→ **Saved data entries**
<<<<

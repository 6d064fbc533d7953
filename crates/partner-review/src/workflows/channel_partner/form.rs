use std::collections::BTreeMap;
use std::sync::{Arc, PoisonError, RwLock};

use tracing::{info, warn};

use super::decision::submit_decision;
use super::documents::ClassifiedDocuments;
use super::domain::{DecisionUpdate, PartnerId, SectionId, SectionStatus};
use super::gateway::{GatewayError, PartnerGateway};
use super::mapping::{map_payload, FormField, FormState};
use super::notice::{
    Notifier, ReviewNotice, DECISION_UPDATED, DECISION_UPDATE_FAILED, STATUS_UPDATE_FAILED,
};
use super::status::SectionStatusBoard;

pub const LOAD_FAILED: &str =
    "Could not load application data. Please ensure the backend server is running and reachable.";

/// Error raised by the review form.
#[derive(Debug, thiserror::Error)]
pub enum ReviewError {
    #[error("{}", LOAD_FAILED)]
    Load(#[source] GatewayError),
    #[error("{}", STATUS_UPDATE_FAILED)]
    StatusUpdate {
        section: SectionId,
        restored: SectionStatus,
        #[source]
        source: GatewayError,
    },
    #[error("{}", DECISION_UPDATE_FAILED)]
    DecisionUpdate(#[source] GatewayError),
    #[error("field '{0}' is read-only")]
    ReadOnlyField(FormField),
}

impl ReviewError {
    /// The underlying backend failure, if any.
    pub fn gateway_error(&self) -> Option<&GatewayError> {
        match self {
            ReviewError::Load(source)
            | ReviewError::StatusUpdate { source, .. }
            | ReviewError::DecisionUpdate(source) => Some(source),
            ReviewError::ReadOnlyField(_) => None,
        }
    }
}

/// One loaded partner application under review.
///
/// A value only exists once the initial GET has succeeded, so every PATCH
/// path runs against loaded state.
pub struct ReviewForm<G: ?Sized, N: ?Sized> {
    partner: PartnerId,
    gateway: Arc<G>,
    notifier: Arc<N>,
    form: RwLock<FormState>,
    documents: ClassifiedDocuments,
    statuses: SectionStatusBoard,
}

impl<G, N> ReviewForm<G, N>
where
    G: PartnerGateway + ?Sized,
    N: Notifier + ?Sized,
{
    pub async fn load(
        gateway: Arc<G>,
        notifier: Arc<N>,
        partner: PartnerId,
    ) -> Result<Self, ReviewError> {
        let payload = match gateway.fetch_partner(&partner).await {
            Ok(payload) => payload,
            Err(err) => {
                warn!(%partner, error = %err, "failed to fetch partner data");
                return Err(ReviewError::Load(err));
            }
        };

        let mapped = map_payload(payload);
        info!(
            %partner,
            documents = mapped.documents.entries().len(),
            duplicate_documents = mapped.documents.duplicates(),
            "review form ready"
        );

        Ok(Self {
            partner,
            gateway,
            notifier,
            form: RwLock::new(mapped.form),
            documents: mapped.documents,
            statuses: SectionStatusBoard::new(&mapped.statuses),
        })
    }

    pub fn partner(&self) -> &PartnerId {
        &self.partner
    }

    pub fn field(&self, field: FormField) -> String {
        self.form
            .read()
            .unwrap_or_else(PoisonError::into_inner)
            .get(field)
            .to_string()
    }

    pub fn form(&self) -> FormState {
        self.form
            .read()
            .unwrap_or_else(PoisonError::into_inner)
            .clone()
    }

    pub fn documents(&self) -> &ClassifiedDocuments {
        &self.documents
    }

    pub fn status(&self, section: SectionId) -> SectionStatus {
        self.statuses.get(section)
    }

    pub fn statuses(&self) -> BTreeMap<SectionId, SectionStatus> {
        self.statuses.snapshot()
    }

    /// Local edit of a decision-subsection field. No validation, no network.
    pub fn set_field(&self, field: FormField, value: impl Into<String>) -> Result<(), ReviewError> {
        if !field.is_editable() {
            return Err(ReviewError::ReadOnlyField(field));
        }

        self.form
            .write()
            .unwrap_or_else(PoisonError::into_inner)
            .set(field, value.into());
        Ok(())
    }

    /// Toggle a section between `requested` and pending, optimistically.
    ///
    /// Returns the settled status. On failure the previous status is restored
    /// and the reviewer is notified.
    pub async fn toggle_status(
        &self,
        section: SectionId,
        requested: SectionStatus,
    ) -> Result<SectionStatus, ReviewError> {
        match self
            .statuses
            .toggle(self.gateway.as_ref(), &self.partner, section, requested)
            .await
        {
            Ok(status) => {
                info!(partner = %self.partner, %section, %status, "section status updated");
                Ok(status)
            }
            Err(rolled_back) => {
                self.notifier.notify(ReviewNotice::failure(
                    STATUS_UPDATE_FAILED,
                    &rolled_back.source,
                ));
                Err(ReviewError::StatusUpdate {
                    section,
                    restored: rolled_back.restored,
                    source: rolled_back.source,
                })
            }
        }
    }

    /// Send the final decision and its reason. Section statuses are untouched.
    pub async fn submit_decision(&self) -> Result<DecisionUpdate, ReviewError> {
        let form = self.form();
        match submit_decision(self.gateway.as_ref(), &self.partner, &form).await {
            Ok(update) => {
                self.notifier.notify(ReviewNotice::success(DECISION_UPDATED));
                Ok(update)
            }
            Err(err) => {
                warn!(partner = %self.partner, error = %err, "failed to update final decision");
                self.notifier
                    .notify(ReviewNotice::failure(DECISION_UPDATE_FAILED, &err));
                Err(ReviewError::DecisionUpdate(err))
            }
        }
    }
}
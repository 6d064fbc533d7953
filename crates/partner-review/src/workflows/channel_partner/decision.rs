use tracing::info;

use super::domain::{DecisionUpdate, PartnerId};
use super::gateway::{GatewayError, PartnerGateway};
use super::mapping::{FormField, FormState};

/// Builds the decision PATCH from the editable subsection. Signature type and
/// OTP stay local; only the decision and its reason go over the wire.
pub fn decision_update(form: &FormState) -> DecisionUpdate {
    DecisionUpdate {
        final_decision: form.get(FormField::FinalDecision).to_string(),
        final_decision_reason: form.get(FormField::AnyReason).to_string(),
    }
}

pub async fn submit_decision<G>(
    gateway: &G,
    partner: &PartnerId,
    form: &FormState,
) -> Result<DecisionUpdate, GatewayError>
where
    G: PartnerGateway + ?Sized,
{
    let update = decision_update(form);
    gateway.update_decision(partner, &update).await?;
    info!(
        %partner,
        decision = %update.final_decision,
        reason = %update.final_decision_reason,
        "final decision recorded"
    );
    Ok(update)
}
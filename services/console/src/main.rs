use partner_review_console::run;

#[tokio::main]
async fn main() {
    if let Err(err) = run().await {
        eprintln!("application error: {err}");
        std::process::exit(1);
    }
}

>>>>

→ **TASK**
Return, from the data, each line where the string "DecisionUpdate" occurs.

→ **EXERCISE RESULT**
use super::domain::{DecisionUpdate, PartnerId, SectionId, SectionStatus};
    DecisionUpdate(#[source] GatewayError),
            | ReviewError::DecisionUpdate(source) => Some(source),
    pub async fn submit_decision(&self) -> Result<DecisionUpdate, ReviewError> {
                Err(ReviewError::DecisionUpdate(err))
use super::domain::{DecisionUpdate, PartnerId};
pub fn decision_update(form: &FormState) -> DecisionUpdate {
    DecisionUpdate {
) -> Result<DecisionUpdate, GatewayError>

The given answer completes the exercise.